CREATE TABLE showing
(
name VARCHAR(45) NOT NULL, -- globally unique
PRIMARY KEY (name)
)
CREATE TABLE reservation
(
showing_name VARCHAR(45) NOT NULL,
name VARCHAR(45) NOT NULL, -- only unique within showing_name
PRIMARY KEY (name, showing_name),
FOREIGN KEY (showing_name) REFERENCES showing(name)
)
CREATE TABLE reservation_seat
(
showing_name VARCHAR(45) NOT NULL,
reservation_name VARCHAR(45) NOT NULL,
seat_row VARCHAR(45) NOT NULL,
seat_column VARCHAR(45) NOT NULL,
confirmed TINYINT,
PRIMARY KEY (showing_name, reservation_name, seat_row, seat_column),
FOREIGN KEY (showing_name, reservation_name) REFERENCES reservation(showing_name, name),
FOREIGN KEY (seat_row, seat_column) REFERENCES seat(row, column)
)
Now you can add your reserved seat per showing constraint as an Alternate Key on reservation_seat:
CREATE TABLE reservation_seat
(
showing_name VARCHAR(45) NOT NULL,
reservation_name VARCHAR(45) NOT NULL,
seat_row VARCHAR(45) NOT NULL,
seat_column VARCHAR(45) NOT NULL,
confirmed TINYINT,
PRIMARY KEY (showing_name, reservation_name, seat_row, seat_column),
FOREIGN KEY (showing_name, reservation_name) REFERENCES reservation(showing_name, name),
FOREIGN KEY (seat_row, seat_column) REFERENCES seat(row, column),
CONSTRAINT UC_seat_showing_reserved UNIQUE(showing_name, seat_row, seat_column)
)
However, this makes it clear that the primary key is superfluous because it's just a weaker version of the constraint that we have added, so we should replace it with our new constraint.
CREATE TABLE reservation_seat
(
showing_name VARCHAR(45) NOT NULL,
reservation_name VARCHAR(45) NOT NULL,
seat_row VARCHAR(45) NOT NULL,
seat_column VARCHAR(45) NOT NULL,
confirmed TINYINT,
PRIMARY KEY (showing_name, seat_row, seat_column),
FOREIGN KEY (showing_name, reservation_name) REFERENCES reservation(showing_name, name),
FOREIGN KEY (seat_row, seat_column) REFERENCES seat(row, column)
)
We may worry now that our reservation_seat could be referencing a reservation with a different showing_id than the reservation_seat itself, but that's not a problem for natural keys because the first foreign key reference prevents that.
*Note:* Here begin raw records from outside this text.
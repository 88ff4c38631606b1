pub mod models;
pub mod queries;

use rusqlite::Connection;
use std::path::Path;
use thiserror::Error;

#[derive(Error, Debug)]
pub enum DbError {
    #[error("SQLite error: {0}")]
    Sqlite(#[from] rusqlite::Error),
    #[error("Migration failed: {0}")]
    Migration(String),
}

pub type Result<T> = std::result::Result<T, DbError>;

/// SQLite-backed fetch cache.
pub struct Database {
    pub conn: Connection,
    /// Entries older than this are treated as missing. `None` keeps entries forever.
    ttl_days: Option<i64>,
}

impl Database {
    pub fn open(path: &Path) -> Result<Self> {
        if let Some(parent) = path.parent() {
            std::fs::create_dir_all(parent).ok();
        }
        let conn = Connection::open(path)?;
        let db = Self { conn, ttl_days: None };
        db.init()?;
        Ok(db)
    }

    pub fn open_in_memory() -> Result<Self> {
        let conn = Connection::open_in_memory()?;
        let db = Self { conn, ttl_days: None };
        db.init()?;
        Ok(db)
    }

    /// Expire cache entries after `days`. Zero or negative disables expiry.
    pub fn with_ttl_days(mut self, days: i64) -> Self {
        self.ttl_days = (days > 0).then_some(days);
        self
    }

    pub fn ttl_days(&self) -> Option<i64> {
        self.ttl_days
    }

    fn init(&self) -> Result<()> {
        // WAL mode for better concurrent read performance
        self.conn.pragma_update(None, "journal_mode", "WAL")?;
        self.conn.pragma_update(None, "synchronous", "NORMAL")?;
        self.migrate()?;
        Ok(())
    }

    fn migrate(&self) -> Result<()> {
        let version: i32 = self
            .conn
            .pragma_query_value(None, "user_version", |row| row.get(0))
            .unwrap_or(0);

        if version > SCHEMA_VERSION {
            return Err(DbError::Migration(format!(
                "cache schema v{version} is newer than this build (v{SCHEMA_VERSION})"
            )));
        }
        if version < 1 {
            self.migrate_v1()?;
        }

        self.conn.pragma_update(None, "user_version", SCHEMA_VERSION)?;
        Ok(())
    }

    /// V1: key/payload cache table
    fn migrate_v1(&self) -> Result<()> {
        self.conn.execute_batch(
            "
            CREATE TABLE IF NOT EXISTS fetch_cache (
                cache_key     TEXT PRIMARY KEY,
                payload       TEXT NOT NULL,
                payload_bytes INTEGER NOT NULL,
                fetched_at    INTEGER NOT NULL
            );
            ",
        )?;
        Ok(())
    }
}

const SCHEMA_VERSION: i32 = 1;
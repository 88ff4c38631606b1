/// Cache occupancy, for `tracklog cache stats`.
#[derive(Debug, Default)]
pub struct CacheStats {
    pub entries: i64,
    pub total_bytes: i64,
    /// Unix seconds of the oldest entry, if any.
    pub oldest_fetched_at: Option<i64>,
    pub expired: i64,
}
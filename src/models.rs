use std::collections::BTreeMap;
use std::fmt;
use std::str::FromStr;

use serde::{Deserialize, Serialize};
use thiserror::Error;

/// One row of listening history: a song with its play and skip statistics.
///
/// Durations are in seconds. Rows are not unique; two entries with the same
/// song/artist/album are distinct rows.
#[derive(Debug, Clone, PartialEq, Serialize, Deserialize, Default)]
#[serde(rename_all = "camelCase")]
pub struct Track {
    pub song: String,
    pub artist: String,
    pub album: String,
    pub play_count: u64,
    pub skip_count: u64,
    pub avg_skip_time: f64,
    pub duration: f64,
}

/// Period key -> tracks listened to in that period.
///
/// Keys are `YYYY` or `YYYY-MM`; `BTreeMap` iteration order is the
/// lexicographic (and, for zero-padded keys, chronological) order.
pub type PeriodData = BTreeMap<String, Vec<Track>>;

#[derive(Error, Debug, PartialEq, Eq)]
pub enum QueryError {
    #[error(
        "Unknown track field '{0}'. Expected one of: song, artist, album, playCount, \
         skipCount, avgSkipTime, duration"
    )]
    UnknownField(String),
    #[error("Unknown metric '{0}'. Expected one of: plays, duration, skips")]
    UnknownMetric(String),
    #[error("Unknown view '{0}'. Expected month or year")]
    UnknownView(String),
}

/// A sortable column of [`Track`].
#[derive(Debug, Clone, Copy, PartialEq, Eq, Hash)]
pub enum TrackField {
    Song,
    Artist,
    Album,
    PlayCount,
    SkipCount,
    AvgSkipTime,
    Duration,
}

/// Value of a single field, used by the sort comparator.
#[derive(Debug, Clone, Copy, PartialEq)]
pub enum FieldValue<'a> {
    Text(&'a str),
    Number(f64),
}

impl TrackField {
    /// Columns in table order.
    pub const ALL: [TrackField; 7] = [
        Self::Song,
        Self::Artist,
        Self::Album,
        Self::PlayCount,
        Self::SkipCount,
        Self::Duration,
        Self::AvgSkipTime,
    ];

    /// Wire name, matching the JSON field.
    pub fn key(self) -> &'static str {
        match self {
            Self::Song => "song",
            Self::Artist => "artist",
            Self::Album => "album",
            Self::PlayCount => "playCount",
            Self::SkipCount => "skipCount",
            Self::AvgSkipTime => "avgSkipTime",
            Self::Duration => "duration",
        }
    }

    /// Column header: "playCount" -> "Play Count".
    pub fn header(self) -> &'static str {
        match self {
            Self::Song => "Song",
            Self::Artist => "Artist",
            Self::Album => "Album",
            Self::PlayCount => "Play Count",
            Self::SkipCount => "Skip Count",
            Self::AvgSkipTime => "Avg Skip Time",
            Self::Duration => "Duration",
        }
    }

    pub fn is_numeric(self) -> bool {
        matches!(
            self,
            Self::PlayCount | Self::SkipCount | Self::AvgSkipTime | Self::Duration
        )
    }

    pub fn value(self, track: &Track) -> FieldValue<'_> {
        match self {
            Self::Song => FieldValue::Text(&track.song),
            Self::Artist => FieldValue::Text(&track.artist),
            Self::Album => FieldValue::Text(&track.album),
            Self::PlayCount => FieldValue::Number(track.play_count as f64),
            Self::SkipCount => FieldValue::Number(track.skip_count as f64),
            Self::AvgSkipTime => FieldValue::Number(track.avg_skip_time),
            Self::Duration => FieldValue::Number(track.duration),
        }
    }
}

impl fmt::Display for TrackField {
    fn fmt(&self, f: &mut fmt::Formatter<'_>) -> fmt::Result {
        f.write_str(self.key())
    }
}

impl FromStr for TrackField {
    type Err = QueryError;

    /// Accepts the wire name, its snake_case/kebab-case spelling, or the
    /// short forms `plays`, `skips` and `avg-skip`.
    fn from_str(s: &str) -> Result<Self, Self::Err> {
        let normalized: String = s
            .chars()
            .filter(|c| *c != '_' && *c != '-')
            .collect::<String>()
            .to_lowercase();
        match normalized.as_str() {
            "song" => Ok(Self::Song),
            "artist" => Ok(Self::Artist),
            "album" => Ok(Self::Album),
            "playcount" | "plays" => Ok(Self::PlayCount),
            "skipcount" | "skips" => Ok(Self::SkipCount),
            "avgskiptime" | "avgskip" => Ok(Self::AvgSkipTime),
            "duration" => Ok(Self::Duration),
            _ => Err(QueryError::UnknownField(s.to_string())),
        }
    }
}

#[derive(Debug, Clone, Copy, PartialEq, Eq)]
pub enum SortDirection {
    Ascending,
    Descending,
}

impl SortDirection {
    /// Multiplier applied to the primary comparison.
    pub fn factor(self) -> f64 {
        match self {
            Self::Ascending => 1.0,
            Self::Descending => -1.0,
        }
    }

    /// Header arrow shown next to the active column.
    pub fn arrow(self) -> &'static str {
        match self {
            Self::Ascending => "↑",
            Self::Descending => "↓",
        }
    }
}

#[derive(Debug, Clone, Copy, PartialEq, Eq)]
pub struct SortSpec {
    pub field: TrackField,
    pub direction: SortDirection,
}

impl Default for SortSpec {
    fn default() -> Self {
        Self {
            field: TrackField::PlayCount,
            direction: SortDirection::Descending,
        }
    }
}

impl SortSpec {
    /// Clicking a column: the active descending column flips to ascending,
    /// anything else becomes the new column, descending.
    pub fn toggled(self, field: TrackField) -> Self {
        let direction = if self.field == field && self.direction == SortDirection::Descending {
            SortDirection::Ascending
        } else {
            SortDirection::Descending
        };
        Self { field, direction }
    }
}

/// Calendar bucket size of a period key.
#[derive(Debug, Clone, Copy, PartialEq, Eq, Hash)]
pub enum Granularity {
    Month,
    Year,
}

impl Granularity {
    /// Path segment used by the store layout.
    pub fn as_str(self) -> &'static str {
        match self {
            Self::Month => "month",
            Self::Year => "year",
        }
    }
}

impl fmt::Display for Granularity {
    fn fmt(&self, f: &mut fmt::Formatter<'_>) -> fmt::Result {
        f.write_str(self.as_str())
    }
}

impl FromStr for Granularity {
    type Err = QueryError;

    fn from_str(s: &str) -> Result<Self, Self::Err> {
        match s.to_lowercase().as_str() {
            "month" | "monthly" => Ok(Self::Month),
            "year" | "yearly" => Ok(Self::Year),
            _ => Err(QueryError::UnknownView(s.to_string())),
        }
    }
}

/// What a chart bar measures.
#[derive(Debug, Clone, Copy, PartialEq, Eq, Hash)]
pub enum Metric {
    Plays,
    Duration,
    Skips,
}

impl Metric {
    /// Reduce one track to its contribution to this metric.
    pub fn track_value(self, track: &Track) -> f64 {
        match self {
            Self::Plays => track.play_count as f64,
            Self::Duration => track.duration,
            Self::Skips => track.skip_count as f64,
        }
    }

    pub fn label(self) -> &'static str {
        match self {
            Self::Plays => "plays",
            Self::Duration => "duration",
            Self::Skips => "skips",
        }
    }

    /// Value-axis title shown by the chart sink.
    pub fn axis_title(self) -> &'static str {
        match self {
            Self::Plays => "Total Play Count",
            Self::Duration => "Total Listening Time (min)",
            Self::Skips => "Total Skip Count",
        }
    }

    /// Fixed bar colour per metric.
    pub fn bar_color(self) -> &'static str {
        match self {
            Self::Plays => "#1db954",
            Self::Duration => "#1aa34a",
            Self::Skips => "#1ed760",
        }
    }
}

impl fmt::Display for Metric {
    fn fmt(&self, f: &mut fmt::Formatter<'_>) -> fmt::Result {
        f.write_str(self.label())
    }
}

impl FromStr for Metric {
    type Err = QueryError;

    fn from_str(s: &str) -> Result<Self, Self::Err> {
        match s.to_lowercase().as_str() {
            "plays" | "playcount" => Ok(Self::Plays),
            "duration" | "time" | "listening" => Ok(Self::Duration),
            "skips" | "skipcount" => Ok(Self::Skips),
            _ => Err(QueryError::UnknownMetric(s.to_string())),
        }
    }
}

/// One bar of an aggregated series.
#[derive(Debug, Clone, PartialEq, Serialize)]
pub struct PeriodPoint {
    pub period: String,
    pub value: f64,
}

/// Peak, mean and total over a [`PeriodPoint`] series.
#[derive(Debug, Clone, PartialEq)]
pub struct PeriodSummary {
    pub max_period: String,
    pub max_value: f64,
    pub avg_value: f64,
    pub total_value: f64,
}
Now all we need to do is to translate this back into surrogate keys:
CREATE TABLE reservation_seat
(
id INT NOT NULL AUTO_INCREMENT,
showing_id INT NOT NULL,
reservation_id INT NOT NULL,
seat_id INT NOT NULL,
confirmed TINYINT,
PRIMARY KEY (id),
FOREIGN KEY (showing_id, reservation_id) REFERENCES reservation(showing_id, id),
FOREIGN KEY (seat_id) REFERENCES seat(id),
CONSTRAINT UC_seat_showing_reserved UNIQUE(showing_id, seat_id)
)
Because we're making the reservation_seat(id) the primary key, we have to change the named PK definition back into a unique constraint. Compared to your original reservation_seat definition, we end up with showing_id added, but with the modified stronger first foreign key definition we now insure both that reservation_seat are unique within a showing and that reservation_seat cannot have a showing_id different from its parent reservation.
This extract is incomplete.